Because almost all drugs used in small ruminants are used in an extra label manner; and because sheep, goats and deer are considered to be food animals; veterinarians who work with them should be familiar with and follow AMDUCA regulations concerning food animals. Establishment of reasonable withdrawal time should always be considered before a drug is given to a potential food animal (www.farad.org).
In addition to Procaine penicillin G / benzathine penicillin G combinations, and ox tetracycline in a depot form, there are a number of newer broad spectrum, long acting, antibiotics that have been used in domestic and exotic small ruminants. The value of these antibiotics is their prolonged dosing interval: Naylor® (Florence: 2-3 days) (Internet, Sheering-Plough Animal Health, Millsboro, Delaware19966, USA), Excede® (ceftiofur crystalline free acid: 5-7 days) and Draxxin® (tulathromycin: 10-12 days) (Pfizer Animal Health, Kalamazoo, Michigan, 49001, USA).
A number of infectious diseases have been transmitted between exotic small ruminants and domestic livestock , are of regulatory concern or have zoonotic potential.
Johne's disease (mycobacterium paratuberculosis); has been documented in many species. In small ruminants, diarrhea may only be apparent as a terminal event and few blood tests have been validated for species other than cattle. Fecal culture methods remain the accepted diagnostic test for most non-bovine species. Further information can be found on The Johne's Information Center website (www.johnes.org).
Tuberculosis (mycobacterium bovis); all ruminants are susceptible and transmission has occurred between domestic species and wildlife (free-ranging and captive). Specific skin testing protocols are required for testing cervid species.
Caseous Lymphadenitis (Corynebacterium pseudotuberculosis); most commonly causes external lymph node associated abscesses. However internal abscesses can occur primarily in the neck and thorax.
Epizootic hemorrhagic disease (serotypes EHV1 and EHV2) and Blue tongue Virus (BTV serotypes 2,10,11, 13 and 17). Clinical disease with these orbiviruses is indistinguishable between EHDV and BTV. The incidence is seasonal due to vector transmission via biting midges of the Culicoides sp. Morbidity and mortality rates are variable between species. More information on EHD and BTV can be found at the Southern Cooperative for Wildlife Disease Study website (www.SCWDS.org).

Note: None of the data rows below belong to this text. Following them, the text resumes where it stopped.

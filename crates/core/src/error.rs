use thiserror::Error;

#[derive(Debug, Error)]
pub enum SearchError {
    #[error("invalid response from {backend}: {details}")]
    BackendResponse { backend: String, details: String },

    #[error("http error: {0}")]
    Http(#[from] reqwest::Error),

    #[error("url parse error: {0}")]
    Url(#[from] url::ParseError),

    #[error("serialize error: {0}")]
    Serialization(#[from] serde_json::Error),

    #[error("io error: {0}")]
    Io(#[from] std::io::Error),

    #[error("search request failed: {0}")]
    Request(String),

    #[error("store not available yet: {0}")]
    NotReady(String),

    #[error("{provider} rejected input of {chars} chars: context length exceeded")]
    ContextLength { provider: String, chars: usize },

    #[error("boost factor for {drawing_type} must be positive and finite, got {factor}")]
    InvalidBoost { drawing_type: String, factor: f64 },
}

impl SearchError {
    pub fn is_context_length(&self) -> bool {
        matches!(self, SearchError::ContextLength { .. })
    }
}

pub type Result<T, E = SearchError> = std::result::Result<T, E>;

Malignant Catarrhal Fever (MCF); this subgroup of ruminant gamma herpesvirus include not only the alcelaphine herpes viruses but also sheep associated OvHV-2, Caprine associated CpHV-2 and an unidentified gamma herpesvirus that has caused MCF like disease in white-tail deer. MCF is commonly spread between small ruminant species. A number of outbreaks have occurred in zoos where infected sheep and goats within the petting zoo have caused high morbidity and mortality in other exotic ruminant species (cervids appear to be extremely sensitive).

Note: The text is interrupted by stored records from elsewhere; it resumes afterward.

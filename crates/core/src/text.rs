use std::collections::HashSet;

pub fn normalize_whitespace(text: &str) -> String {
    text.replace('\u{a0}', " ")
        .split_whitespace()
        .collect::<Vec<_>>()
        .join(" ")
}

/// Byte range `[start, end)` widened by up to `before` chars on the left and
/// `after` chars on the right, always landing on char boundaries.
pub fn char_window(
    text: &str,
    start: usize,
    end: usize,
    before: usize,
    after: usize,
) -> (usize, usize) {
    let window_start = text[..start]
        .char_indices()
        .rev()
        .take(before)
        .last()
        .map(|(index, _)| index)
        .unwrap_or(start);
    let window_end = text[end..]
        .char_indices()
        .nth(after)
        .map(|(index, _)| end + index)
        .unwrap_or(text.len());
    (window_start, window_end)
}

pub fn token_set(text: &str) -> HashSet<String> {
    text.split_whitespace()
        .map(|token| {
            token
                .trim_matches(|c: char| !c.is_alphanumeric())
                .to_lowercase()
        })
        .filter(|token| !token.is_empty())
        .collect()
}

/// Jaccard similarity of the lower-cased token sets. Two empty texts are
/// identical.
pub fn jaccard_similarity(left: &str, right: &str) -> f64 {
    let left = token_set(left);
    let right = token_set(right);
    if left.is_empty() && right.is_empty() {
        return 1.0;
    }
    let intersection = left.intersection(&right).count();
    let union = left.union(&right).count();
    intersection as f64 / union as f64
}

Urolithiasis is seen in all male small ruminants and is extremely common in castrated goats. When suspected, this condition is considered a medical emergency. "Is the animal urinating a normal stream?" is the most important question to ask your client with a sick male small ruminant. Diagnosis, surgical and medical management and prevention are described in detail.3
1. Kreeger, T. J. and J. M. Arnemo. 2007. Handbook of Wildlife Chemical Immobilization 3rd ed. T. J. Kreeger, Wheatland, Wyoming.

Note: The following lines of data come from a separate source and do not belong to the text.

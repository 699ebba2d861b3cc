//! Resumable sequential batches.
//!
//! A batch walks its units one at a time, waits between external calls and
//! persists the set of completed unit ids after every success. A restarted
//! batch skips what the checkpoint already lists. A unit finished just before
//! a crash may run again, so work functions must be safe to repeat.

use crate::SearchError;
use chrono::{DateTime, Utc};
use serde::{Deserialize, Serialize};
use std::collections::BTreeSet;
use std::future::Future;
use std::path::{Path, PathBuf};
use std::time::Duration;
use tracing::{debug, info, warn};

pub const DEFAULT_BATCH_DELAY: Duration = Duration::from_millis(500);

#[derive(Debug, Clone, Serialize, Deserialize, PartialEq)]
pub struct BatchCheckpoint {
    pub completed: BTreeSet<String>,
    pub updated_at: DateTime<Utc>,
}

impl Default for BatchCheckpoint {
    fn default() -> Self {
        Self {
            completed: BTreeSet::new(),
            updated_at: Utc::now(),
        }
    }
}

impl BatchCheckpoint {
    /// Missing files start a fresh batch. A corrupt file is logged and also
    /// treated as empty, which at worst repeats idempotent work.
    pub async fn load(path: &Path) -> Result<Self, SearchError> {
        let raw = match tokio::fs::read_to_string(path).await {
            Ok(raw) => raw,
            Err(error) if error.kind() == std::io::ErrorKind::NotFound => {
                return Ok(Self::default());
            }
            Err(error) => return Err(error.into()),
        };

        match serde_json::from_str(&raw) {
            Ok(checkpoint) => Ok(checkpoint),
            Err(error) => {
                warn!(path = %path.display(), %error, "ignoring unreadable checkpoint");
                Ok(Self::default())
            }
        }
    }

    /// Writes to a sibling temp file and renames it over `path`.
    pub async fn save(&self, path: &Path) -> Result<(), SearchError> {
        if let Some(parent) = path.parent().filter(|parent| !parent.as_os_str().is_empty()) {
            tokio::fs::create_dir_all(parent).await?;
        }
        let staging = staging_path(path);
        let body = serde_json::to_vec_pretty(self)?;
        tokio::fs::write(&staging, body).await?;
        tokio::fs::rename(&staging, path).await?;
        debug!(path = %path.display(), completed = self.completed.len(), "checkpoint saved");
        Ok(())
    }

    pub fn is_completed(&self, unit: &str) -> bool {
        self.completed.contains(unit)
    }

    pub fn mark_completed(&mut self, unit: impl Into<String>) {
        self.completed.insert(unit.into());
        self.updated_at = Utc::now();
    }
}

fn staging_path(path: &Path) -> PathBuf {
    let mut name = path
        .file_name()
        .map(|name| name.to_os_string())
        .unwrap_or_else(|| "checkpoint".into());
    name.push(".tmp");
    path.with_file_name(name)
}

#[derive(Debug, Clone)]
pub struct BatchOptions {
    pub delay: Duration,
    pub checkpoint_path: PathBuf,
}

impl BatchOptions {
    pub fn new(checkpoint_path: impl Into<PathBuf>) -> Self {
        Self {
            delay: DEFAULT_BATCH_DELAY,
            checkpoint_path: checkpoint_path.into(),
        }
    }
}

#[derive(Debug)]
pub struct BatchReport<T> {
    pub completed: Vec<(String, T)>,
    pub skipped: Vec<String>,
    pub failed: Vec<(String, SearchError)>,
}

/// Runs `work` for every unit not already in the checkpoint. Unit failures
/// are collected in the report; only checkpoint I/O aborts the batch.
pub async fn run_batch<T, F, Fut>(
    units: &[String],
    options: &BatchOptions,
    mut work: F,
) -> Result<BatchReport<T>, SearchError>
where
    F: FnMut(String) -> Fut,
    Fut: Future<Output = Result<T, SearchError>>,
{
    let mut checkpoint = BatchCheckpoint::load(&options.checkpoint_path).await?;
    let mut report = BatchReport {
        completed: Vec::new(),
        skipped: Vec::new(),
        failed: Vec::new(),
    };
    let mut called = false;

    for unit in units {
        if checkpoint.is_completed(unit) {
            report.skipped.push(unit.clone());
            continue;
        }

        if called && !options.delay.is_zero() {
            tokio::time::sleep(options.delay).await;
        }
        called = true;

        match work(unit.clone()).await {
            Ok(output) => {
                checkpoint.mark_completed(unit.clone());
                checkpoint.save(&options.checkpoint_path).await?;
                report.completed.push((unit.clone(), output));
            }
            Err(error) => {
                warn!(unit = %unit, %error, "batch unit failed");
                report.failed.push((unit.clone(), error));
            }
        }
    }

    info!(
        completed = report.completed.len(),
        skipped = report.skipped.len(),
        failed = report.failed.len(),
        "batch finished"
    );
    Ok(report)
}

#[cfg(test)]
mod tests {
    use super::*;
    use std::sync::Mutex;
    use tokio::time::Instant;

    fn units(names: &[&str]) -> Vec<String> {
        names.iter().map(|name| name.to_string()).collect()
    }

    #[tokio::test]
    async fn missing_checkpoint_loads_empty() {
        let dir = tempfile::tempdir().expect("tempdir");
        let checkpoint = BatchCheckpoint::load(&dir.path().join("absent.json"))
            .await
            .expect("load");
        assert!(checkpoint.completed.is_empty());
    }

    #[tokio::test]
    async fn corrupt_checkpoint_loads_empty() {
        let dir = tempfile::tempdir().expect("tempdir");
        let path = dir.path().join("checkpoint.json");
        tokio::fs::write(&path, "{ not json").await.expect("write");

        let checkpoint = BatchCheckpoint::load(&path).await.expect("load");
        assert!(checkpoint.completed.is_empty());
    }

    #[tokio::test]
    async fn saved_checkpoint_reloads() {
        let dir = tempfile::tempdir().expect("tempdir");
        let path = dir.path().join("nested").join("checkpoint.json");

        let mut checkpoint = BatchCheckpoint::default();
        checkpoint.mark_completed("S2.1");
        checkpoint.save(&path).await.expect("save");

        let reloaded = BatchCheckpoint::load(&path).await.expect("load");
        assert!(reloaded.is_completed("S2.1"));
        assert!(!staging_path(&path).exists());
    }

    #[tokio::test]
    async fn restarted_batch_skips_completed_units() {
        let dir = tempfile::tempdir().expect("tempdir");
        let options = BatchOptions {
            delay: Duration::ZERO,
            checkpoint_path: dir.path().join("checkpoint.json"),
        };
        let pages = units(&["A1.0", "A2.0", "S2.1"]);

        let first = run_batch(&pages, &options, |unit| async move {
            if unit == "S2.1" {
                Err(SearchError::NotReady("vision".to_string()))
            } else {
                Ok(unit.len())
            }
        })
        .await
        .expect("batch");
        assert_eq!(first.completed.len(), 2);
        assert_eq!(first.failed.len(), 1);
        assert_eq!(first.failed[0].0, "S2.1");

        let seen = Mutex::new(Vec::new());
        let seen_ref = &seen;
        let second = run_batch(&pages, &options, move |unit| async move {
            seen_ref.lock().expect("seen lock").push(unit.clone());
            Ok(unit)
        })
        .await
        .expect("batch");

        assert_eq!(second.skipped, units(&["A1.0", "A2.0"]));
        assert_eq!(*seen.lock().expect("seen lock"), units(&["S2.1"]));
        let checkpoint = BatchCheckpoint::load(&options.checkpoint_path)
            .await
            .expect("load");
        assert_eq!(checkpoint.completed.len(), 3);
    }

    #[tokio::test(start_paused = true)]
    async fn delay_is_applied_between_calls() {
        let dir = tempfile::tempdir().expect("tempdir");
        let options = BatchOptions::new(dir.path().join("checkpoint.json"));
        assert_eq!(options.delay, DEFAULT_BATCH_DELAY);

        let started = Instant::now();
        let report = run_batch(&units(&["a", "b", "c"]), &options, |unit| async move {
            Ok::<_, SearchError>(unit)
        })
        .await
        .expect("batch");

        assert_eq!(report.completed.len(), 3);
        assert!(started.elapsed() >= Duration::from_millis(1_000));
    }
}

2. Kreeger, T.J., J.M. Arnemo and J.P. Raath. 2002. Handbook of Wildlife Chemical Immobilization Intl ed. 2002. Wildlife Pharmaceuticals, Inc. Fort Collins, Colorado.
3. Van Metre, D. C, House, J. K, Smith, B. P, George, L. W, et al. 1996. Treatment of urolithiasis in ruminants: Surgical management and prevention. Comp Cont Ed Pract Vet 18: S275-289.
4. West, G., D. Heard and N. Caulkett. 2007. Zoo Animal & Wildlife: Immobilization and Anesthesia. Blackwell Publishing, Ames, Iowa.